Um detalhe quase irrelevante: o da economia dos pratos de forno. Na realidade os pratos de forno eram tradicionalmente pratos de festa por duas razões 1) a energia cara; 2) de maneira geral implicam peças inteiras de carne, que era coisa de ricos durante a maior parte de tempo da humanidade. Portanto o forno é de facto prático mas incomparavelmente mais caro que um arroz de farinheira ou uns feijões guisados com toucinho ou um caldo de nabos.

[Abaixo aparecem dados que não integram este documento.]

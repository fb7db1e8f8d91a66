//! Object identifiers read during discovery.

// IF-MIB ifTable
pub const IF_INDEX: &str = "1.3.6.1.2.1.2.2.1.1";
pub const IF_DESCR: &str = "1.3.6.1.2.1.2.2.1.2";
pub const IF_TYPE: &str = "1.3.6.1.2.1.2.2.1.3";
pub const IF_PHYS_ADDRESS: &str = "1.3.6.1.2.1.2.2.1.6";
pub const IF_OPER_STATUS: &str = "1.3.6.1.2.1.2.2.1.8";

// BRIDGE-MIB dot1dBasePortTable
pub const DOT1D_BASE_PORT: &str = "1.3.6.1.2.1.17.1.4.1.1";
pub const DOT1D_BASE_PORT_IF_INDEX: &str = "1.3.6.1.2.1.17.1.4.1.2";

// BRIDGE-MIB dot1dTpFdbTable, indexed by the address in decimal form
pub const DOT1D_TP_FDB_ADDRESS: &str = "1.3.6.1.2.1.17.4.3.1.1";
pub const DOT1D_TP_FDB_PORT: &str = "1.3.6.1.2.1.17.4.3.1.2";
pub const DOT1D_TP_FDB_STATUS: &str = "1.3.6.1.2.1.17.4.3.1.3";

// CISCO-VTP-MIB vtpVlanState, indexed by management domain then VLAN id
pub const VTP_VLAN_STATE: &str = "1.3.6.1.4.1.9.9.46.1.3.1.1.2";
// CISCO-VLAN-MEMBERSHIP-MIB vmVlan, indexed by ifIndex
pub const VM_VLAN: &str = "1.3.6.1.4.1.9.9.68.1.2.2.1.2";

// IP-MIB ipNetToMediaTable, indexed by ifIndex then IPv4 address
pub const IP_NET_TO_MEDIA_PHYS_ADDRESS: &str = "1.3.6.1.2.1.4.22.1.2";
pub const IP_NET_TO_MEDIA_NET_ADDRESS: &str = "1.3.6.1.2.1.4.22.1.3";

pub const OPER_STATUS_UP: i64 = 1;

/// dot1dTpFdbStatus values
pub const FDB_STATUS_LEARNED: i64 = 3;
pub const FDB_STATUS_SELF: i64 = 4;

/// `column.index`
pub fn instance(column: &str, index: impl std::fmt::Display) -> String {
    format!("{}.{}", column, index)
}
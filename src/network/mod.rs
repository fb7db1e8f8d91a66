/*
 * This module defines the switch/port/device model that discovery fills in.
 * It also provides the protocol-agnostic graph handed to renderers.
 */

pub mod graph;
pub mod mac;
pub mod node;
pub mod switch;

Estou por acaso a trabalhar num projecto sobre alimentação e biodiversidade exactamente para ver se se consegue tornar mais claro para as pessoas que podem fazer as opções que quiserem quando almoçam, mas se escolhem saladas de alface e tomate, financiam as estufas do sudoeste alentejano, e se escolhem couves segadas como para o caldo verde e salteadas, financiam as hortas onde crescem as couves pencas. henrique pereira dos santos
Claro que sim, Henrique. O problema é que hoje, nas cidades, já não há forno, ou fogão a lenha. Acabam por ser pratos económicos pelos motivos que enumero. E têm o seu lado saboroso e especial. S quisermos economia pura e dura fazemos ovos mexidos com atum e arroz.

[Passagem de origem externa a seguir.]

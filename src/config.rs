//! Configuration loading and validation

use std::{
    collections::BTreeSet,
    path::{Path, PathBuf},
    sync::Arc,
    time::Duration,
};

use serde::{Deserialize, Deserializer};
use thiserror::Error;
use tracing::info;

use crate::data_aquisition::{
    connection::{Connection, ConnectionError, Credentials, DEFAULT_SNMP_PORT, SnmpVersion},
    core::{SnmpTransport, TransportError},
    net_snmp::NetSnmpTransport,
    snmp::{DEFAULT_MAX_REPETITIONS, DEFAULT_TIMEOUT, Snmp2Transport},
};
use crate::network::switch::Switch;
use crate::topology::{
    discovery::{DEFAULT_CONCURRENCY, DEFAULT_SKIP_VLANS},
    policy::{IF_TYPE_ETHERNET, IF_TYPE_FIBRE_CHANNEL, InterfacePolicy, TypeSelection},
};

#[derive(Debug, Error)]
pub enum ConfigError {
    #[error("Failed to read {}: {source}", path.display())]
    Read {
        path: PathBuf,
        #[source]
        source: std::io::Error,
    },
    #[error("Failed to parse {}: {source}", path.display())]
    Parse {
        path: PathBuf,
        #[source]
        source: toml::de::Error,
    },
    #[error("Agent {agent}: {source}")]
    Agent {
        agent: String,
        #[source]
        source: ConnectionError,
    },
    #[error("Agent {agent}: missing {field}")]
    MissingField { agent: String, field: &'static str },
    #[error("No [[switch]] configured")]
    NoSwitches,
}

/// Main configuration structure
#[derive(Debug, Clone, Deserialize)]
pub struct Config {
    #[serde(default)]
    pub discovery: DiscoveryConfig,
    #[serde(default)]
    pub transport: TransportConfig,
    #[serde(default, rename = "switch")]
    pub switches: Vec<AgentConfig>,
    /// Agents whose ARP tables feed the hostname map; the switches themselves when empty
    #[serde(default, rename = "arp_source")]
    pub arp_sources: Vec<AgentConfig>,
}

#[derive(Debug, Clone, Deserialize)]
pub struct DiscoveryConfig {
    /// Interface types that may become ports, a list or "*"
    #[serde(default = "default_allowed_types")]
    pub allowed_types: TypeSelection,
    /// Interface types never kept, even if allowed
    #[serde(default)]
    pub filtered_types: BTreeSet<i64>,
    #[serde(default = "default_true")]
    pub skip_down_ports: bool,
    /// VLANs whose forwarding tables are not walked
    #[serde(default = "default_skip_vlans")]
    pub skip_vlans: Vec<u16>,
    #[serde(default)]
    pub reverse_dns: bool,
    /// Switches discovered at the same time
    #[serde(default = "default_concurrency")]
    pub concurrency: usize,
}

impl Default for DiscoveryConfig {
    fn default() -> Self {
        Self {
            allowed_types: default_allowed_types(),
            filtered_types: BTreeSet::new(),
            skip_down_ports: true,
            skip_vlans: default_skip_vlans(),
            reverse_dns: false,
            concurrency: default_concurrency(),
        }
    }
}

impl DiscoveryConfig {
    pub fn policy(&self) -> InterfacePolicy {
        InterfacePolicy {
            allowed: self.allowed_types.clone(),
            filtered: self.filtered_types.clone(),
            require_oper_up: self.skip_down_ports,
        }
    }
}

fn default_allowed_types() -> TypeSelection {
    TypeSelection::only([IF_TYPE_ETHERNET, IF_TYPE_FIBRE_CHANNEL])
}

fn default_skip_vlans() -> Vec<u16> {
    DEFAULT_SKIP_VLANS.to_vec()
}

fn default_concurrency() -> usize {
    DEFAULT_CONCURRENCY
}

fn default_true() -> bool {
    true
}

#[derive(Debug, Clone, Copy, PartialEq, Eq, Deserialize, Default)]
#[serde(rename_all = "kebab-case")]
pub enum TransportKind {
    /// Native SNMP through the `snmp2` crate
    #[default]
    Snmp2,
    /// The `snmpget`/`snmpwalk` command line tools
    NetSnmp,
}

#[derive(Debug, Clone, Deserialize)]
pub struct TransportConfig {
    #[serde(default)]
    pub kind: TransportKind,
    /// Per-request timeout, e.g. "2s" or "500ms"
    #[serde(default = "default_timeout", deserialize_with = "deserialize_duration")]
    pub timeout: Duration,
    /// GETBULK batch size (snmp2 only)
    #[serde(default = "default_max_repetitions")]
    pub max_repetitions: u32,
}

impl Default for TransportConfig {
    fn default() -> Self {
        Self {
            kind: TransportKind::default(),
            timeout: default_timeout(),
            max_repetitions: default_max_repetitions(),
        }
    }
}

impl TransportConfig {
    /// Build the configured transport. The command line tools are checked for on the way.
    pub async fn build(&self) -> Result<Arc<dyn SnmpTransport>, TransportError> {
        match self.kind {
            TransportKind::Snmp2 => Ok(Arc::new(Snmp2Transport::new(self.timeout, self.max_repetitions))),
            TransportKind::NetSnmp => {
                NetSnmpTransport::check_available().await?;
                Ok(Arc::new(NetSnmpTransport::new(self.timeout)))
            }
        }
    }
}

fn default_timeout() -> Duration {
    DEFAULT_TIMEOUT
}

fn default_max_repetitions() -> u32 {
    DEFAULT_MAX_REPETITIONS
}

fn deserialize_duration<'de, D>(deserializer: D) -> Result<Duration, D::Error>
where
    D: Deserializer<'de>,
{
    let s = String::deserialize(deserializer)?;
    humantime::parse_duration(&s).map_err(serde::de::Error::custom)
}

/// One SNMP agent: a switch to discover or an ARP source.
#[derive(Debug, Clone, Deserialize)]
pub struct AgentConfig {
    /// Display name; the host when omitted
    pub name: Option<String>,
    pub host: String,
    #[serde(default = "default_port")]
    pub port: u16,
    #[serde(default = "default_version")]
    pub version: String,
    pub community: Option<String>,
    pub username: Option<String>,
    pub password: Option<String>,
}

fn default_port() -> u16 {
    DEFAULT_SNMP_PORT
}

fn default_version() -> String {
    "2c".to_string()
}

impl AgentConfig {
    pub fn name(&self) -> &str {
        self.name.as_deref().unwrap_or(&self.host)
    }

    pub fn to_connection(&self) -> Result<Connection, ConfigError> {
        let agent_error = |source| ConfigError::Agent {
            agent: self.name().to_string(),
            source,
        };
        let missing = |field| ConfigError::MissingField {
            agent: self.name().to_string(),
            field,
        };

        let version: SnmpVersion = self.version.parse().map_err(agent_error)?;
        let credentials = if version.is_community_based() {
            Credentials::Community(self.community.clone().ok_or_else(|| missing("community"))?)
        } else {
            Credentials::User {
                username: self.username.clone().ok_or_else(|| missing("username"))?,
                password: self.password.clone().ok_or_else(|| missing("password"))?,
            }
        };
        Connection::new(self.host.clone(), self.port, version, credentials).map_err(agent_error)
    }
}

impl Config {
    pub fn from_toml(content: &str) -> Result<Self, toml::de::Error> {
        toml::from_str(content)
    }

    /// Empty switches to discover, in configuration order.
    pub fn switches(&self) -> Result<Vec<Switch>, ConfigError> {
        if self.switches.is_empty() {
            return Err(ConfigError::NoSwitches);
        }
        self.switches
            .iter()
            .map(|agent| Ok(Switch::new(agent.name(), agent.to_connection()?)))
            .collect()
    }

    /// Connections whose ARP tables are read.
    pub fn arp_connections(&self) -> Result<Vec<Connection>, ConfigError> {
        let agents = if self.arp_sources.is_empty() {
            &self.switches
        } else {
            &self.arp_sources
        };
        agents.iter().map(AgentConfig::to_connection).collect()
    }
}

/// Load configuration from file
pub fn load_config(path: &Path) -> Result<Config, ConfigError> {
    let content = std::fs::read_to_string(path).map_err(|source| ConfigError::Read {
        path: path.to_path_buf(),
        source,
    })?;
    let config = Config::from_toml(&content).map_err(|source| ConfigError::Parse {
        path: path.to_path_buf(),
        source,
    })?;
    info!(
        path = %path.display(),
        switches = config.switches.len(),
        "Loaded configuration"
    );
    Ok(config)
}

#[cfg(test)]
mod tests {
    use super::*;

    const EXAMPLE: &str = r#"
[discovery]
allowed_types = "*"
filtered_types = [24, 161]
skip_down_ports = false
reverse_dns = true

[transport]
kind = "net-snmp"
timeout = "500ms"

[[switch]]
name = "core"
host = "10.0.0.1"
community = "private"

[[switch]]
host = "10.0.0.2"
port = 1161
version = "3"
username = "monitor"
password = "secret123"

[[arp_source]]
name = "router"
host = "10.0.0.254"
version = "1"
community = "public"
"#;

    #[test]
    fn test_full_config() {
        let config = Config::from_toml(EXAMPLE).unwrap();

        let policy = config.discovery.policy();
        assert_eq!(policy.allowed, TypeSelection::any());
        assert_eq!(policy.filtered, BTreeSet::from([24, 161]));
        assert!(!policy.require_oper_up);
        assert!(config.discovery.reverse_dns);
        assert_eq!(config.discovery.skip_vlans, vec![1002, 1003, 1004, 1005]);

        assert_eq!(config.transport.kind, TransportKind::NetSnmp);
        assert_eq!(config.transport.timeout, Duration::from_millis(500));
        assert_eq!(config.transport.max_repetitions, DEFAULT_MAX_REPETITIONS);

        let switches = config.switches().unwrap();
        assert_eq!(switches[0].name, "core");
        assert_eq!(switches[0].connection, Connection::v2c("10.0.0.1", "private"));
        assert_eq!(switches[1].name, "10.0.0.2");
        assert_eq!(switches[1].connection.version(), SnmpVersion::V3);
        assert_eq!(switches[1].connection.agent(), "10.0.0.2:1161");

        let arp = config.arp_connections().unwrap();
        assert_eq!(arp.len(), 1);
        assert_eq!(arp[0].version(), SnmpVersion::V1);
    }

    #[test]
    fn test_defaults() {
        let config = Config::from_toml("[[switch]]\nhost = \"sw1\"\ncommunity = \"public\"\n").unwrap();
        assert_eq!(config.discovery.policy(), InterfacePolicy::default());
        assert_eq!(config.discovery.concurrency, DEFAULT_CONCURRENCY);
        assert_eq!(config.transport.kind, TransportKind::Snmp2);
        assert_eq!(config.transport.timeout, DEFAULT_TIMEOUT);
        // ARP tables come from the switches when no source is listed
        assert_eq!(config.arp_connections().unwrap(), vec![Connection::v2c("sw1", "public")]);
    }

    #[test]
    fn test_agent_errors() {
        let config = Config::from_toml("[[switch]]\nhost = \"sw1\"\nversion = \"3\"\nusername = \"u\"\n").unwrap();
        assert!(matches!(
            config.switches(),
            Err(ConfigError::MissingField { field: "password", .. })
        ));

        let config = Config::from_toml("[[switch]]\nhost = \"sw1\"\nversion = \"4\"\ncommunity = \"c\"\n").unwrap();
        assert!(matches!(
            config.switches(),
            Err(ConfigError::Agent {
                source: ConnectionError::UnsupportedVersion(_),
                ..
            })
        ));

        assert!(matches!(Config::from_toml("").unwrap().switches(), Err(ConfigError::NoSwitches)));
    }

    #[test]
    fn test_bad_timeout() {
        assert!(Config::from_toml("[transport]\ntimeout = \"soon\"\n").is_err());
    }

    #[test]
    fn test_missing_file() {
        assert!(matches!(
            load_config(Path::new("/nonexistent/switchmap.toml")),
            Err(ConfigError::Read { .. })
        ));
    }
}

Caro Filipe Nunes Vicente, Expliquei-me mal com certeza. Se uma pessoa tomar um banho de meia hora de água quente a correr tem consciência do gasto de recursos que isso implica (e toma ou não toma um banho comprido sabendo isso). Na alimentação estamos ainda numa fase muito anterior de consciência no uso dos recursos. A sua resposta com outro prato envolvendo bastantes recursos é um bom exemplo disso. O meu comentário pretendia apenas fazer notar isso (e nunca falar de conomia pura e dura como foi entendido). henrique pereira dos santos
Agora que se aproxima o Natal, recordo o cabrito assado no forno de cozer o pão que a minha avó fazia nesta altura, e na Páscoa. Cabrito criado em casa, claro. (Desnecessário dizer que todos os ingredientes eram da casa.) Ou as suas sopas, com tudo e mais alguma coisa - nem a porcaria da sopa da pedra que encontramos nos shoppings lhe chega aos calcanhares em termos de 'substância'.

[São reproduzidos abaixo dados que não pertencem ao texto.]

//! Canned-response transport for tests: agents are snmpwalk dumps keyed by community.

use std::collections::HashMap;
use std::sync::Mutex;

use async_trait::async_trait;

use crate::data_aquisition::{
    connection::{Connection, Credentials},
    core::{SnmpTransport, SnmpValue, TransportError, VarBind, normalize_oid, oid_within},
};
use crate::parsers::dump::decode_dump;

#[derive(Default)]
pub struct FakeTransport {
    dumps: HashMap<String, Vec<VarBind>>,
    failing_prefixes: Vec<String>,
    failing_credentials: Vec<String>,
    requests: Mutex<Vec<(String, String)>>,
    released: Mutex<Vec<Connection>>,
}

impl FakeTransport {
    pub fn new() -> Self {
        Self::default()
    }

    /// Serve `dump` to requests made with `community` (or v3 username).
    pub fn with_dump(mut self, community: &str, dump: &str) -> Self {
        self.dumps
            .entry(community.to_string())
            .or_default()
            .extend(decode_dump(dump));
        self
    }

    /// Any request under `prefix` fails like an unreachable agent.
    pub fn failing_on(mut self, prefix: &str) -> Self {
        self.failing_prefixes.push(normalize_oid(prefix));
        self
    }

    /// Every request made with `credential` fails like an unreachable agent.
    pub fn failing_for(mut self, credential: &str) -> Self {
        self.failing_credentials.push(credential.to_string());
        self
    }

    /// `(credential, oid)` of every request made so far.
    pub fn requests(&self) -> Vec<(String, String)> {
        self.requests.lock().unwrap().clone()
    }

    /// Connections released so far, in order.
    pub fn released(&self) -> Vec<Connection> {
        self.released.lock().unwrap().clone()
    }

    fn entries(&self, connection: &Connection, oid: &str) -> Result<&[VarBind], TransportError> {
        let key = match connection.credentials() {
            Credentials::Community(c) => c.clone(),
            Credentials::User { username, .. } => username.clone(),
        };
        self.requests
            .lock()
            .unwrap()
            .push((key.clone(), normalize_oid(oid)));
        if self.failing_credentials.contains(&key) || self.failing_prefixes.iter().any(|p| oid_within(oid, p)) {
            return Err(TransportError::Timeout {
                agent: connection.agent(),
            });
        }
        Ok(self.dumps.get(&key).map(Vec::as_slice).unwrap_or_default())
    }
}

#[async_trait]
impl SnmpTransport for FakeTransport {
    async fn fetch(&self, connection: &Connection, oid: &str) -> Result<SnmpValue, TransportError> {
        let oid = normalize_oid(oid);
        Ok(self
            .entries(connection, &oid)?
            .iter()
            .find(|vb| vb.oid == oid)
            .map(|vb| vb.value.clone())
            .unwrap_or(SnmpValue::Absent))
    }

    async fn walk(&self, connection: &Connection, prefix: &str) -> Result<Vec<VarBind>, TransportError> {
        let prefix = normalize_oid(prefix);
        Ok(self
            .entries(connection, &prefix)?
            .iter()
            .filter(|vb| oid_within(&vb.oid, &prefix))
            .cloned()
            .collect())
    }

    async fn release(&self, connection: &Connection) {
        self.released.lock().unwrap().push(connection.clone());
    }
}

Coza feijão branco apenas em água.Depois junte bastante tomate(sem pele),pimentos verdes(1 ou 2 sem pele),uns quantos dentes de alho,pimenta,um poucochinho de louro,cebola picada,azeite e sal.Ferve até a sopinha estar apurada.
Eu, quando era miúdo, ia com o meu Pai a Cernache buscar caçoilinhos de barro vermelho de chanfana (era isso, a as febras de porco da feira de santa eufémia). Não é preciso ser de molelos. Eu próprio faço uma chanfana divinal em barro vermelho e no forno a gás. Essa do forno de lenha e do barro preto é fundamentalismo. O segredo está na cabrona e nos temperos. E sobretudo, não a comer no próprio dia em que é feita. Espero que a boa da Dona Idalina te tenha avisado disso.
FNV, cum catano, tu tens de ver esse meu "fundamentalismo" cum bocadinho de grano salis. Queria eu dizer que pode-se bem fazer uma boa chanfana sem o barro preto e a lenha. Só isso. Também há quem jure que boa chanfana só no Senhor da Serra, se bem que o Jaime Soares afiance que chanfana só em Poiares ;) Era só isso, pá, pôças.